As the cost of decent Nursing Home care in New York City steadily increases towards $20,000 per month, families must remain vigilant and proactive in the medical treatment of their loved ones who are on Medicare during a hospital stay. Medicare will pay for skilled care and rehabilitation in a Skilled Nursing Facility for up to 100 days. However, in order to qualify for this coverage, Medicare beneficiaries must enter a facility within 30 days of a qualifying hospital stay, which requires inpatient treatment for at least three consecutive days. Medicare will pay the cost of the first 20 days and part of the cost of the next 80 days as long as they deem it medically necessary. It is always important to ask if the patient has been formally admitted to the hospital. If he or she has not been admitted and is being held in the hospital under Observation Status, the patient is covered by Medicare Part B Outpatient coverage only and the visit does not count as a qualifying stay. A patient is under Observation Status when a doctor has a patient remain in the hospital so his or her condition can be monitored, but does not admit that person to the hospital as an inpatient. If the patient needs rehabilitation in a Skilled Nursing Facility within 30 days of being released from the hospital under Observation Status, Medicare will not cover the cost.

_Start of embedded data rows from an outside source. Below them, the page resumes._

//! create サブコマンド — インスタンスの作成

use crate::commands::load_scenario;
use anyhow::Result;
use colored::Colorize;
use nacl_core::statedir;

pub async fn handle(scenario: &str) -> Result<()> {
    let config = load_scenario(scenario)?;
    let provider = nacl_provider::create_provider(&config).await?;

    // 作業ディレクトリを先に構築する（インスタンスへマウントされるため）
    statedir::prepare(&config)?;
    let names = provider.orchestrate().await?;

    println!(
        "\n{}",
        format!("✓ {} インスタンスを作成しました", names.len())
            .green()
            .bold()
    );
    for name in names {
        println!("  • {}", name.cyan());
    }
    Ok(())
}
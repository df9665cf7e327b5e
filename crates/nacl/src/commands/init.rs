//! init サブコマンド — シナリオ雛形の生成

use crate::templates;
use anyhow::{Result, bail};
use colored::Colorize;
use nacl_core::{ConfigError, discovery};
use std::fs;

pub fn handle(scenario: &str) -> Result<()> {
    // 既存プロジェクトならそのルートへ、なければカレントに新規作成
    let root = match nacl_core::find_project_root() {
        Ok(root) => root,
        Err(ConfigError::ProjectRootNotFound(_)) => std::env::current_dir()?,
        Err(e) => return Err(e.into()),
    };

    let scenario_dir = root.join("nacl").join(scenario);
    if scenario_dir.join(discovery::DESCRIPTOR_FILE).exists() {
        bail!("シナリオ '{scenario}' は既に存在します: {}", scenario_dir.display());
    }

    let formula = root
        .file_name()
        .and_then(|n| n.to_str())
        .unwrap_or("formula")
        .to_string();

    fs::create_dir_all(scenario_dir.join("tests"))?;
    fs::write(
        scenario_dir.join(discovery::DESCRIPTOR_FILE),
        templates::descriptor(&formula, scenario),
    )?;
    fs::write(
        scenario_dir.join("tests").join("test_default.py"),
        templates::TEST_TEMPLATE,
    )?;

    println!(
        "{}",
        format!("✓ シナリオ '{}' を作成しました", scenario)
            .green()
            .bold()
    );
    println!("  {}", scenario_dir.join(discovery::DESCRIPTOR_FILE).display());
    println!("  {}", scenario_dir.join("tests/test_default.py").display());
    println!("\n次のコマンドでテストを実行できます:");
    println!("  {} test -s {}", "nacl".cyan(), scenario);
    Ok(())
}
impl DockerProvider {
    /// インスタンス属性のスキーマ
    pub fn schema() -> &'static [nacl_core::FieldSpec] {
        DOCKER_SCHEMA
    }

    /// Docker へ接続し、設定に束縛されたアダプターを返す
    pub async fn connect(config: &ScenarioConfig) -> Result<Self> {
        let docker = Docker::connect_with_local_defaults()
            .map_err(|e| ProviderError::DockerConnectionFailed(e.to_string()))?;
        docker
            .ping()
            .await
            .map_err(|e| ProviderError::DockerConnectionFailed(e.to_string()))?;
        Ok(Self {
            docker,
            config: config.clone(),
        })
    }

    /// 各インスタンスのイメージを準備する
    ///
    /// dockerfile を持つインスタンスは派生イメージをビルドし、
    /// それ以外はベースイメージの取得を保証します。どちらも冪等です。
    async fn realize_images(&self) -> Result<()> {
        println!("{}", "> コンテナイメージを準備中".blue());
        for instance in &self.config.instances {
            if instance.attr_str("dockerfile").is_some() {
                self.build_derived_image(instance).await?;
            } else {
                self.ensure_image(&instance_image(instance)).await?;
            }
        }
        Ok(())
    }

    async fn ensure_image(&self, image: &str) -> Result<()> {
        match self.docker.inspect_image(image).await {
            Ok(_) => return Ok(()),
            Err(bollard::errors::Error::DockerResponseServerError {
                status_code: 404, ..
            }) => {}
            Err(e) => return Err(e.into()),
        }

        println!("==> イメージを取得中: {}", image.cyan());
        let (name, tag) = parse_image_tag(image);
        let options = bollard::image::CreateImageOptions {
            from_image: name,
            tag,
            ..Default::default()
        };
        let mut stream = self.docker.create_image(Some(options), None, None);
        while let Some(info) = stream.next().await {
            let info = info?;
            if let Some(status) = info.status {
                tracing::debug!(image, "{}", status);
            }
        }
        Ok(())
    }

    async fn build_derived_image(&self, instance: &InstanceSpec) -> Result<()> {
        let tag = derived_image_tag(instance);
        // 既にビルド済みなら再利用する
        match self.docker.inspect_image(&tag).await {
            Ok(_) => {
                println!("  ℹ 派生イメージは既に存在します: {}", tag.cyan());
                return Ok(());
            }
            Err(bollard::errors::Error::DockerResponseServerError {
                status_code: 404, ..
            }) => {}
            Err(e) => return Err(e.into()),
        }

        let Some(dockerfile) = instance.attr_str("dockerfile") else {
            return Ok(());
        };
        let dockerfile_path = self.config.formula_path.join(dockerfile);
        let context = build_context(&dockerfile_path)?;

        println!("==> イメージをビルド中: {}", tag.cyan());
        let options = bollard::image::BuildImageOptions {
            dockerfile: "Dockerfile",
            t: tag.as_str(),
            rm: true,
            forcerm: true,
            ..Default::default()
        };

        use bytes::Bytes;
        use http_body_util::{Either, Full};
        let body = Full::new(Bytes::from(context));
        let mut stream = self.docker.build_image(options, None, Some(Either::Left(body)));

        while let Some(msg) = stream.next().await {
            let output = msg?;
            if let Some(line) = output.stream {
                print!("{}", line);
            }
            if let Some(error) = output.error {
                return Err(ProviderError::BuildFailed(error));
            }
        }
        Ok(())
    }

    /// シナリオの分離ネットワークを保証する
    async fn ensure_network(&self) -> Result<()> {
        let network_name = self.config.network_name();
        let network_config = bollard::models::NetworkCreateRequest {
            name: network_name.clone(),
            driver: Some("bridge".to_string()),
            labels: Some(scenario_labels(&self.config)),
            ..Default::default()
        };
        match self.docker.create_network(network_config).await {
            Ok(_) => println!("  ✓ ネットワーク作成: {}", network_name.cyan()),
            Err(bollard::errors::Error::DockerResponseServerError {
                status_code: 409, ..
            }) => println!("  ℹ ネットワークは既に存在します"),
            Err(e) => return Err(e.into()),
        }
        Ok(())
    }

    /// インスタンスを起動する（既存のものは再作成せず再利用）
    async fn start_instances(&self) -> Result<Vec<String>> {
        let mut names = Vec::new();
        for instance in &self.config.instances {
            println!(
                "{}",
                format!("▶ {} を起動中...", instance.name).green().bold()
            );
            match self
                .docker
                .inspect_container(&instance.prov_name, None::<InspectContainerOptions>)
                .await
            {
                Ok(_) => {
                    // プロビジョニング名が既に存在する → 再アタッチ
                    match self
                        .docker
                        .start_container(
                            &instance.prov_name,
                            None::<bollard::query_parameters::StartContainerOptions>,
                        )
                        .await
                    {
                        Ok(_) => println!("  ✓ 既存コンテナを起動"),
                        Err(bollard::errors::Error::DockerResponseServerError {
                            status_code: 304,
                            ..
                        }) => println!("  ℹ コンテナは既に起動中です"),
                        Err(e) => return Err(e.into()),
                    }
                }
                Err(bollard::errors::Error::DockerResponseServerError {
                    status_code: 404, ..
                }) => {
                    let (container_config, options) =
                        instance_to_container_config(&self.config, instance);
                    self.docker
                        .create_container(Some(options), container_config)
                        .await?;
                    self.docker
                        .start_container(
                            &instance.prov_name,
                            None::<bollard::query_parameters::StartContainerOptions>,
                        )
                        .await?;
                    println!("  ✓ 起動完了");
                }
                Err(e) => return Err(e.into()),
            }
            names.push(instance.prov_name.clone());
        }
        Ok(names)
    }

    /// Salt エージェントをブートストラップする
    ///
    /// 稼働確認が取れたインスタンスはスキップするため、
    /// orchestrate 全体を安全に再実行できます。
    async fn bootstrap_instances(&self) -> Result<()> {
        let exec = DirectExec::new(&self.docker);
        for instance in &self.config.instances {
            let probe: Vec<String> = exec::SALT_PROBE.iter().map(|s| s.to_string()).collect();
            let (code, _) = exec.run(&instance.prov_name, probe).await?;
            if code == 0 {
                println!("  ℹ {} は既にブートストラップ済み", instance.name);
                continue;
            }
            println!("  ▶ {} をブートストラップ中...", instance.name.cyan());
            let (code, output) = exec.run(&instance.prov_name, exec::bootstrap_cmd()).await?;
            if code != 0 {
                // 部分状態は残したまま中断する（明示的な destroy で回収）
                return Err(ProviderError::Bootstrap {
                    instance: instance.name.clone(),
                    output,
                });
            }
            println!("  ✓ ブートストラップ完了");
        }
        Ok(())
    }

    /// ラベルに一致するコンテナのプロビジョニング名を列挙する
    async fn labeled_container_names(&self, all: bool) -> Result<HashSet<String>> {
        let mut filters = HashMap::new();
        filters.insert("label".to_string(), label_filters(&self.config));
        let options = bollard::container::ListContainersOptions {
            all,
            filters,
            ..Default::default()
        };
        let containers = self.docker.list_containers(Some(options)).await?;
        Ok(containers
            .iter()
            .flat_map(|c| c.names.iter().flatten())
            .map(|name| name.trim_start_matches('/').to_string())
            .collect())
    }

    async fn container_ip(&self, prov_name: &str) -> Result<String> {
        let inspect = self
            .docker
            .inspect_container(prov_name, None::<InspectContainerOptions>)
            .await?;
        inspect
            .network_settings
            .and_then(|s| s.networks)
            .and_then(|mut nets| nets.remove(&self.config.network_name()))
            .and_then(|endpoint| endpoint.ip_address)
            .filter(|ip| !ip.is_empty())
            .ok_or_else(|| {
                ProviderError::DockerApi(format!("'{prov_name}' のIPアドレスが取得できません"))
            })
    }
}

The New York Times recently reported a 69 percent increase in classifications of Observation Status for seniors entering hospitals. Starting April 1, 2014, a new Medicare regulation called The Pumpkin Rule will be enforced by Medicare officials. The Pumpkin Rule will require doctors to admit patients they anticipate will stay longer than two midnights. Those patients expected to stay for a shorter time period will be classified as Observation patients. Doctors believe that due to this rule, some patients will be admitted simply because they entered the hospital at the right time of day, and not because they have more complicated medical problems. While this rule does not alter the three day inpatient hospital stay minimum required for Skilled Nursing Facility coverage, it will impact whether the patient’s stay qualifies them for Medicare coverage of subsequent rehabilitation needed of a Skilled Nursing Facility.
Although advocacy groups continue to focus on the legal battle regarding the classification of Observation Status itself, patients and their families must continue to check their admission status and push for admission if the patient’s medical condition and risk factors require admission. This is particularly important if the patient will need rehabilitation in a Skilled Nursing Facility upon discharge. A patient or family member may seek reimbursement from Medicare for payments made to a Medicare licensed Skilled Nursing Facility by arguing that the patient should have been admitted after leaving the hospital. However, the appeals process is time-sensitive, time consuming, and can be quite cumbersome for patients and their families. Therefore, it is important to be actively involved during the hospital stay in order to save time and money.